Energy giant Woodside has criticised a levy slapped on all offshore oil and gas producers to recoup costs of cleaning up a rig formerly owned by the company, widening the rift between the federal government and industry over the decommissioning process.
Ownership of the now defunct Northern Endeavour production vessel, permanently moored 550 kilometres offshore from Darwin in the Timor Sea, fell to the Commonwealth in 2019.
A levy has been imposed across the offshore oil and gas industry after a minor production company entered liquidation, creating a risk that taxpayers would foot the clean-up bill.Credit:Rob Homer
Northern Endeavour’s new owner, Northern Oil and Gas Australia (NOGA), entered liquidation after the industry regulator shut down production in February 2020 owing to unacceptable risks of worker deaths on the rusting vessel.

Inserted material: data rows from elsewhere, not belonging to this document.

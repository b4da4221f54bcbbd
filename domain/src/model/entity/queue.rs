use crate::error::SchedulerError;

use super::{Attributes, SchedulerId};

/// Status of one queue, or the reason it could not be reported.
#[derive(Debug, Clone, PartialEq)]
pub struct QueueStatus {
    pub scheduler: SchedulerId,
    pub queue_name: String,
    pub attributes: Attributes,
    pub exception: Option<SchedulerError>,
}

impl QueueStatus {
    pub fn new(scheduler: SchedulerId, queue_name: &str, attributes: Attributes) -> Self {
        Self {
            scheduler,
            queue_name: queue_name.to_owned(),
            attributes,
            exception: None,
        }
    }

    pub fn failed(scheduler: SchedulerId, queue_name: &str, exception: SchedulerError) -> Self {
        Self {
            scheduler,
            queue_name: queue_name.to_owned(),
            attributes: Attributes::new(),
            exception: Some(exception),
        }
    }
}
pub mod command;
pub mod job;
pub mod location;

#[rustfmt::skip]
pub use self::{
    command::{CommandOutput, RemoteCommand},
    job::JobDescription,
    location::{Credential, Location},
};
//! Sun/Open/Son of Grid Engine command shapes and output formats.

pub mod parser;
pub mod script;

use std::collections::HashMap;

use domain::model::entity::{Attributes, JobId};
use domain::model::vo::{JobDescription, RemoteCommand};
use domain::service::{AccountingOutcome, CancelAck, SchedulerDialect};
use domain::Result;

use crate::options::SchedulerOptions;

/// Sub-state of a running job in `qstat` output.
pub const RUNNING_STATE: &str = "r";

#[derive(Debug, Clone, Default)]
pub struct GridEngine {
    parallel_environment: Option<String>,
    relaxed_parsing: bool,
}

impl GridEngine {
    pub fn new(options: &SchedulerOptions) -> Self {
        Self {
            parallel_environment: options.parallel_environment.clone(),
            relaxed_parsing: options.relaxed_parsing,
        }
    }
}

impl SchedulerDialect for GridEngine {
    fn name(&self) -> &'static str {
        "gridengine"
    }

    fn running_token(&self) -> &str {
        RUNNING_STATE
    }

    fn sub_state<'a>(&self, attributes: &'a Attributes) -> Option<&'a str> {
        attributes.get("state").map(String::as_str)
    }

    fn list_queues_command(&self) -> RemoteCommand {
        RemoteCommand::new("qconf", ["-sql"])
    }

    fn queue_summary_command(&self) -> RemoteCommand {
        RemoteCommand::new("qstat", ["-g", "c"])
    }

    fn live_queue_command(&self) -> RemoteCommand {
        RemoteCommand::new("qstat", ["-xml"])
    }

    fn accounting_command(&self, job: &JobId) -> RemoteCommand {
        RemoteCommand::new("qacct", ["-j", job.as_str()])
    }

    fn submit_command(&self) -> RemoteCommand {
        RemoteCommand::new("qsub", Vec::<String>::new())
    }

    fn cancel_command(&self, job: &JobId) -> RemoteCommand {
        RemoteCommand::new("qdel", [job.as_str()])
    }

    fn parse_queue_names(&self, text: &str) -> Result<Vec<String>> {
        Ok(parser::parse_queue_names(text))
    }

    fn parse_queue_summary(&self, text: &str) -> Result<HashMap<String, Attributes>> {
        parser::parse_queue_summary(text)
    }

    fn parse_live_queue(&self, text: &str) -> Result<HashMap<JobId, Attributes>> {
        parser::parse_qstat_xml(text, self.relaxed_parsing)
    }

    fn parse_accounting(&self, text: &str, job: &JobId) -> Result<Option<Attributes>> {
        parser::parse_qacct(text, job)
    }

    fn accounting_outcome(&self, record: &Attributes) -> Result<AccountingOutcome> {
        parser::accounting_outcome(record)
    }

    fn parse_submit_ack(&self, text: &str) -> Result<JobId> {
        parser::parse_submit_ack(text)
    }

    fn parse_cancel_ack(&self, text: &str, job: &JobId) -> Result<CancelAck> {
        parser::parse_cancel_ack(text, job)
    }

    fn render_script(&self, description: &JobDescription) -> Result<String> {
        script::gen_script(description, self.parallel_environment.as_deref())
    }
}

Federal Resources Minister Keith Pitt has said taxpayers would not foot the clean-up bill, and he imposed a levy on the entire industry of 48¢ a barrel, payable from July 1.

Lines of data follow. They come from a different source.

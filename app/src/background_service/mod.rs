mod refresh_jobs;

pub mod prelude {
    #[rustfmt::skip]
    pub use super::{
        refresh_jobs::refresh_jobs,
    };
}
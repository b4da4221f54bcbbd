pub mod error;
pub mod model;
pub mod service;

pub use self::error::{Result, SchedulerError};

It is expected to cost industry about $367 million a year and the Northern Endeavour clean-up, which is out for tender, has been estimated to cost up to $1 billion.

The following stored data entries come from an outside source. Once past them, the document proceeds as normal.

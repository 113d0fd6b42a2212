use crate::domain::ResourceDescriptor;
use std::time::Duration;
use thiserror::Error;

pub const DEFAULT_FLUSH_DELAY: Duration = Duration::from_secs(5);
pub const DEFAULT_MAX_BUFFER_SIZE: usize = 100;
pub const DEFAULT_MAX_CONCURRENCY: usize = 10;

#[derive(Error, Debug, PartialEq, Eq)]
pub enum SinkConfigError {
    #[error("Flush delay must be greater than zero")]
    ZeroFlushDelay,
    #[error("Max buffer size must be at least 1")]
    ZeroBufferSize,
    #[error("Max concurrency must be at least 1")]
    ZeroConcurrency,
    #[error("Log name must not be empty")]
    EmptyLogName,
}

/// Tuning and addressing for one sink instance.
///
/// The three numeric knobs are the entire tuning surface of the dispatch
/// engine; `log_name` and `resource` are opaque delivery metadata handed to
/// the writer unchanged.
#[derive(Debug, Clone)]
pub struct SinkConfig {
    /// Time since the first entry in an otherwise-empty buffer before an
    /// automatic flush.
    pub flush_delay: Duration,
    /// Entry count that forces an immediate flush.
    pub max_buffer_size: usize,
    /// Maximum simultaneous in-flight writer calls.
    pub max_concurrency: usize,
    pub log_name: String,
    pub resource: ResourceDescriptor,
}

impl Default for SinkConfig {
    fn default() -> Self {
        Self {
            flush_delay: DEFAULT_FLUSH_DELAY,
            max_buffer_size: DEFAULT_MAX_BUFFER_SIZE,
            max_concurrency: DEFAULT_MAX_CONCURRENCY,
            log_name: "events".to_string(),
            resource: ResourceDescriptor::new("k8s_cluster"),
        }
    }
}

impl SinkConfig {
    /// Rejects unusable tuning values. Called before the engine is
    /// constructed; the process must not start with a config that fails here.
    pub fn validate(&self) -> Result<(), SinkConfigError> {
        if self.flush_delay.is_zero() {
            return Err(SinkConfigError::ZeroFlushDelay);
        }
        if self.max_buffer_size == 0 {
            return Err(SinkConfigError::ZeroBufferSize);
        }
        if self.max_concurrency == 0 {
            return Err(SinkConfigError::ZeroConcurrency);
        }
        if self.log_name.is_empty() {
            return Err(SinkConfigError::EmptyLogName);
        }
        Ok(())
    }
}

#[cfg(test)]
mod tests {
    use super::*;

    #[test]
    fn default_config_is_valid() {
        let config = SinkConfig::default();
        assert!(config.validate().is_ok());
        assert_eq!(config.flush_delay, Duration::from_secs(5));
        assert_eq!(config.max_buffer_size, 100);
        assert_eq!(config.max_concurrency, 10);
    }

    #[test]
    fn rejects_zero_tuning_values() {
        let config = SinkConfig {
            flush_delay: Duration::ZERO,
            ..Default::default()
        };
        assert_eq!(config.validate(), Err(SinkConfigError::ZeroFlushDelay));

        let config = SinkConfig {
            max_buffer_size: 0,
            ..Default::default()
        };
        assert_eq!(config.validate(), Err(SinkConfigError::ZeroBufferSize));

        let config = SinkConfig {
            max_concurrency: 0,
            ..Default::default()
        };
        assert_eq!(config.validate(), Err(SinkConfigError::ZeroConcurrency));
    }

    #[test]
    fn rejects_empty_log_name() {
        let config = SinkConfig {
            log_name: String::new(),
            ..Default::default()
        };
        assert_eq!(config.validate(), Err(SinkConfigError::EmptyLogName));
    }
}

Without a levy, taxpayers would have to pay for the removal of the large metal structure to prevent oil spills polluting the ocean, creating safety hazards for shipping and plugging surrounding wells in the ocean floor.
Woodside Petroleum acting chief executive Meg O’Neill said: “The levy is a very blunt tool. We remain committed to working with our colleagues in industry and the government to find an effective long-term decommissioning framework for Australia.”
NOGA was new to offshore petroleum production when it bought the Northern Endeavour from Woodside in 2016. Woodside had operated the vessel for 15 years and had previously slated the facility for decommissioning.
Ms O’Neill said it was “very unfortunate” that NOGA entered bankruptcy, but such sales were commonplace in more mature petroleum markets such as the North Sea and Gulf of Mexico.
“The sale to NOGA was done with full expectation that that player will be able to generate enough revenue to cover the decommissioning obligations,” Ms O’Neill said. “Those obligations were very clearly communicated at the time of the sale.
“It’s a very common practice for the major players to sell assets as they approach end of life to companies that are smaller and can manage to extract additional value from those assets.”
Sources in the energy industry not authorised to speak to the media said rival producers were furious at Woodside’s sell-off of the Northern Endeavour and blamed it for the levy and potentially onerous financial regulations.
The petroleum industry has described Mr Pitt’s levy as “over the top and extreme”.
In June, Australian Petroleum Production and Exploration Association (APPEA) chief executive Andrew McConville said: “Any levy is unreasonable in any form, but one being so extreme will be a major disincentive for investment at a time when policy stability and certainty is critical.”
Mr Pitt is pursuing reforms to prevent a repeat of the Northern Endeavour situation.
A bill going through Parliament would create a “trailing liability” law to give government call-back powers to force previous owners of an asset to pay for decommissioning if the current owner cannot – as in the case of NOGA with Northern Endeavour.
It looms as a financial cliff for the offshore petroleum companies, with the government estimating the industry’s total clean-up bill at $52 billion.
APPEA is opposed to the call-back law, arguing it would “potentially encourage the final titleholder … to walk away from the property and reallocate decommissioning costs to former titleholders”.